A student who chose to remain anonymous for fear of retribution or backlash told The Mercury that changing Columbus Day to Indigenous People’s Day takes away from overlooked groups such as Italian Americans celebrating Columbus Day as their heritage.

“Indigenous People’s Day seems a bit redundant when Native American heritage has an entire month, which is November,” he said. “I don’t like Columbus. He treated people like slaves. He literally tortured Native Americans. He wasn’t a good guy. So instead of celebrating him, it should be celebrated for what it currently is, and currently, Columbus Day is celebrated by a lot of Italian American communities as their day, their heritage. Irish have Saint Paddy’s. Native Americans have an entire month. Black culture has a month. And, so they like their little spot.”

The student said that the name change felt like the Dallas City Council was trying to quell outrage rather than focusing on what the day represented instead of the person it was named after.

“Columbus Day is, first and foremost, not exactly about Columbus. It was initially created to celebrate the anniversary of his landing in the Americas, more of a celebration of the unification between North America and the Americas and Europe,” he said. “So, I would say change Columbus Day to either the anniversary of the landing, or say something about — make it Discovery Day, or — people can come up with better names than I can. Or simply name it Italian American Heritage Day.”
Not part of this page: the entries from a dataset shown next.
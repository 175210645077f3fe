//! Sync Module
//!
//! Transaction admission and error recovery in front of an [`Environment`].
//!
//! ## Responsibilities
//! - Serialize map resizes against running transactions
//! - Substitute for engine locking when NO_LOCK is set
//! - Drive the handler-chain retry loop for every transaction
//!
//! [`Environment`]: crate::engine::Environment

mod env;
mod runner;

pub use env::{bag_env, SyncEnv};
pub use runner::{HandlerRunner, TxnRunner};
The anonymous student said that the passing of the resolution was a lose-win situation.

“It shows that we’re still a democracy, first and foremost, because when enough people get mad, the governments go, ‘Hey, we should change something,’” he said. “However, I feel like in this case, they didn’t exactly change it in the way that accurately reflects all American values.”

Boggs said that the passing of the resolution resulted from looking at history critically and understanding that people negatively affected were asking for change.

“It allows us to have our own heritage, our own pride,” she said. “And it does provide the support from the community around us going, ‘We hear you, we recognize what has happened. Now let’s try and actually address this, heal it and figure out where to go from here.”